# merc 25 4/S short shaft vs long shaft on grizzly 1448



## fyr4efect (Aug 21, 2018)

I have ordered a Grizzly 1448. I have yet to order the motor.
The actual shaft length on the Merc short shaft is 15.9 in. and the long shaft is 21.7
The transom is 17.5 in. If I get the short shaft it will be 1.5 in above the transom. If I get the long shaft I can adjust with a mini jacker etc. 
My question is what would be better for the boat, motor, prop. Fixed i.5 above transom with the short shaft or use of mini jacker and long shaft with a 4" offset?

Thx


----------



## turbotodd (Aug 22, 2018)

With a 17.5" transom, you need a short shaft. You "could" put a long on a jack plate but then it looks weird and the motor's moved back about 4" which makes the tiller handle "shorter". 

The transom on mine's a short one and measures 16 7/8" from the top of the transom to the bottom of the keel. I run a 16" (short) motor on it and it works fine. Boat manufacturers are weird about the measurements sometimes. IMO, they should be called "short" or "tall"-and leave it alone.


----------



## fyr4efect (Aug 22, 2018)

turbotodd said:


> With a 17.5" transom, you need a short shaft. You "could" put a long on a jack plate but then it looks weird and the motor's moved back about 4" which makes the tiller handle "shorter".
> 
> The transom on mine's a short one and measures 16 7/8" from the top of the transom to the bottom of the keel. I run a 16" (short) motor on it and it works fine. Boat manufacturers are weird about the measurements sometimes. IMO, they should be called "short" or "tall"-and leave it alone.



Thx for your response. I picked up the boat this am. After talking to the cabelas maintenance guys I ordered the long shaft. I'll be mounting the jacker where I want it and they will just drop the engine on and drill two bolts. It will be about 1" above the bottom transom. Merc sent me these schematics.
I wish tracker would make their 1448 with a 20" option. I love the new front hatch. This thing is a tank.


----------



## fyr4efect (Sep 15, 2018)

turbotodd said:


> With a 17.5" transom, you need a short shaft. You "could" put a long on a jack plate but then it looks weird and the motor's moved back about 4" which makes the tiller handle "shorter".
> 
> The transom on mine's a short one and measures 16 7/8" from the top of the transom to the bottom of the keel. I run a 16" (short) motor on it and it works fine. Boat manufacturers are weird about the measurements sometimes. IMO, they should be called "short" or "tall"-and leave it alone.

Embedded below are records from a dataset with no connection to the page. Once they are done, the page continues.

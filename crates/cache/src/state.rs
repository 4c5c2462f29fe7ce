//! Per-tile lifecycle state

use std::fmt;

use pagetile_render::{DecodeError, Resolution, SharedPixels, UpscaleError};
use pagetile_scheduler::{CancellationToken, JobId};
use thiserror::Error;

/// Lifecycle of one tile
///
/// `Pending -> Decoding -> Ready | Failed`. A new decode generation may move
/// any state back to `Decoding`.
#[derive(Clone)]
pub enum TileState {
    /// Needed but no job issued yet
    Pending,

    /// A job is in flight for `target`
    Decoding {
        job: JobId,
        token: CancellationToken,
        target: Resolution,
    },

    /// Pixels at exactly `resolution`
    Ready {
        pixels: SharedPixels,
        resolution: Resolution,
    },

    /// The last decode failed; retried lazily by the next generation
    Failed { reason: TileFailure },
}

impl TileState {
    pub fn status(&self) -> TileStatus {
        match self {
            TileState::Pending => TileStatus::Pending,
            TileState::Decoding { .. } => TileStatus::Decoding,
            TileState::Ready { .. } => TileStatus::Ready,
            TileState::Failed { .. } => TileStatus::Failed,
        }
    }

    pub fn pixels(&self) -> Option<&SharedPixels> {
        match self {
            TileState::Ready { pixels, .. } => Some(pixels),
            _ => None,
        }
    }

    pub fn job(&self) -> Option<JobId> {
        match self {
            TileState::Decoding { job, .. } => Some(*job),
            _ => None,
        }
    }

    /// Resolution the tile has or is being decoded at
    pub fn resolution(&self) -> Option<Resolution> {
        match self {
            TileState::Decoding { target, .. } => Some(*target),
            TileState::Ready { resolution, .. } => Some(*resolution),
            _ => None,
        }
    }
}

impl fmt::Debug for TileState {
    fn fmt(&self, f: &mut fmt::Formatter<'_>) -> fmt::Result {
        match self {
            TileState::Pending => f.write_str("Pending"),
            TileState::Decoding { job, target, .. } => f
                .debug_struct("Decoding")
                .field("job", job)
                .field("target", target)
                .finish_non_exhaustive(),
            TileState::Ready { resolution, .. } => f
                .debug_struct("Ready")
                .field("resolution", resolution)
                .finish_non_exhaustive(),
            TileState::Failed { reason } => f.debug_struct("Failed").field("reason", reason).finish(),
        }
    }
}

/// Discriminant of [`TileState`] without its payload
#[derive(Debug, Clone, Copy, PartialEq, Eq, Hash)]
pub enum TileStatus {
    Pending,
    Decoding,
    Ready,
    Failed,
}

/// Why a tile failed
#[derive(Debug, Clone, Copy, PartialEq, Eq, Hash)]
pub enum FailureKind {
    UnsupportedFormat,
    CorruptData,
    OutOfBounds,
    NativeAllocationFailure,
    Io,
    Upscale,
    OverBudget,
}

/// A tile-local failure, kept in [`TileState::Failed`]
#[derive(Debug, Clone, PartialEq, Eq)]
pub struct TileFailure {
    pub kind: FailureKind,
    pub message: String,
}

impl TileFailure {
    pub fn new(kind: FailureKind, message: impl Into<String>) -> Self {
        Self {
            kind,
            message: message.into(),
        }
    }
}

impl fmt::Display for TileFailure {
    fn fmt(&self, f: &mut fmt::Formatter<'_>) -> fmt::Result {
        write!(f, "{:?}: {}", self.kind, self.message)
    }
}

impl From<&DecodeError> for TileFailure {
    fn from(error: &DecodeError) -> Self {
        let kind = match error {
            DecodeError::UnsupportedFormat(_) => FailureKind::UnsupportedFormat,
            DecodeError::CorruptData(_) => FailureKind::CorruptData,
            DecodeError::OutOfBounds { .. } => FailureKind::OutOfBounds,
            DecodeError::NativeAllocationFailure(_) => FailureKind::NativeAllocationFailure,
            DecodeError::Io(_) => FailureKind::Io,
            // Cancelled jobs never reach the cache; treat a stray one as corrupt output
            DecodeError::Cancelled => FailureKind::CorruptData,
        };
        Self::new(kind, error.to_string())
    }
}

impl From<&UpscaleError> for TileFailure {
    fn from(error: &UpscaleError) -> Self {
        Self::new(FailureKind::Upscale, error.to_string())
    }
}

impl From<&CacheError> for TileFailure {
    fn from(error: &CacheError) -> Self {
        let kind = match error {
            CacheError::OverBudget { .. } => FailureKind::OverBudget,
            CacheError::ResolutionMismatch { .. } => FailureKind::CorruptData,
        };
        Self::new(kind, error.to_string())
    }
}

/// Errors returned by cache writes
#[derive(Debug, Clone, PartialEq, Eq, Error)]
pub enum CacheError {
    #[error("tile needs {requested} bytes but only {available} fit in the memory budget")]
    OverBudget { requested: usize, available: usize },

    #[error("decoded buffer is {actual:?}, expected {expected:?}")]
    ResolutionMismatch {
        expected: Resolution,
        actual: Resolution,
    },
}

#[cfg(test)]
mod tests {
    use super::*;
    use pagetile_render::RgbaPixels;

    #[test]
    fn test_status_and_accessors() {
        let pixels = RgbaPixels::filled(4, 2, [0, 0, 0, 255]).into_shared();
        let ready = TileState::Ready {
            pixels,
            resolution: Resolution::new(4, 2),
        };
        assert_eq!(ready.status(), TileStatus::Ready);
        assert!(ready.pixels().is_some());
        assert_eq!(ready.resolution(), Some(Resolution::new(4, 2)));

        let decoding = TileState::Decoding {
            job: 7,
            token: CancellationToken::new(),
            target: Resolution::new(8, 8),
        };
        assert_eq!(decoding.job(), Some(7));
        assert!(decoding.pixels().is_none());
        assert!(format!("{:?}", decoding).starts_with("Decoding { job: 7"));
    }

    #[test]
    fn test_failure_from_decode_error() {
        let failure = TileFailure::from(&DecodeError::CorruptData("truncated".into()));
        assert_eq!(failure.kind, FailureKind::CorruptData);
        assert!(failure.message.contains("truncated"));

        let oob = TileFailure::from(&DecodeError::OutOfBounds {
            rect: pagetile_render::PixelRect::new(0, 0, 10, 10),
            width: 5,
            height: 5,
        });
        assert_eq!(oob.kind, FailureKind::OutOfBounds);
    }

    #[test]
    fn test_failure_from_cache_error() {
        let error = CacheError::OverBudget {
            requested: 100,
            available: 10,
        };
        let failure = TileFailure::from(&error);
        assert_eq!(failure.kind, FailureKind::OverBudget);
        assert_eq!(
            failure.to_string(),
            "OverBudget: tile needs 100 bytes but only 10 fit in the memory budget"
        );
    }
}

I think you are correct even tho Cabelas said I need a long shaft at least initially, now they want to know if I want to try a short shaft. BTW TH mini jacker is too narrow for the merc 25 bolt pattern. They said maybe I could have a metal fabricator widen the jack. I left. I spoke with Tohatsu who makes a 25 short shaft with power trim. They said their 15.9 short shaft is closer to 17". I trust someone who has a short shaft on a 17" transom like yourself. I have a lot to learn about marine tech.


----------



## turbotodd (Sep 15, 2018)

fyr4efect said:


> I have a lot to learn about marine tech.



So do I, which is why I'm on this site as often as I am.


----------



## richg99 (Sep 16, 2018)

I believe that Tahatsu makes both their own small engines, and also makes most of the Mercury small engines, too.


----------



## fyr4efect (Sep 17, 2018)

turbotodd said:


> fyr4efect said:
> 
> 
> > I have a lot to learn about marine tech.
> ...



I've got it boiled down to a Tohatsu 25 electric,PT&T or Suzuki 25 electric PT&T. I am still studying both. The Tohatsu dealer here looks like hes working out of a house and the Suzuki dealers is 120 miles away but looks more reputable. Appreciate any opinions.


----------



## richg99 (Sep 17, 2018)

I have owned both 10 hp Tahatsu and a 10 hp Suzuki. Didn't own either of them long enough to have any trouble. 

My tendency would be towards the Tahatsu but only because they do have a fine reputation and they make the Mercury motors, so you might be able to get service from a Merc. guy. Though, that might not be under warranty. 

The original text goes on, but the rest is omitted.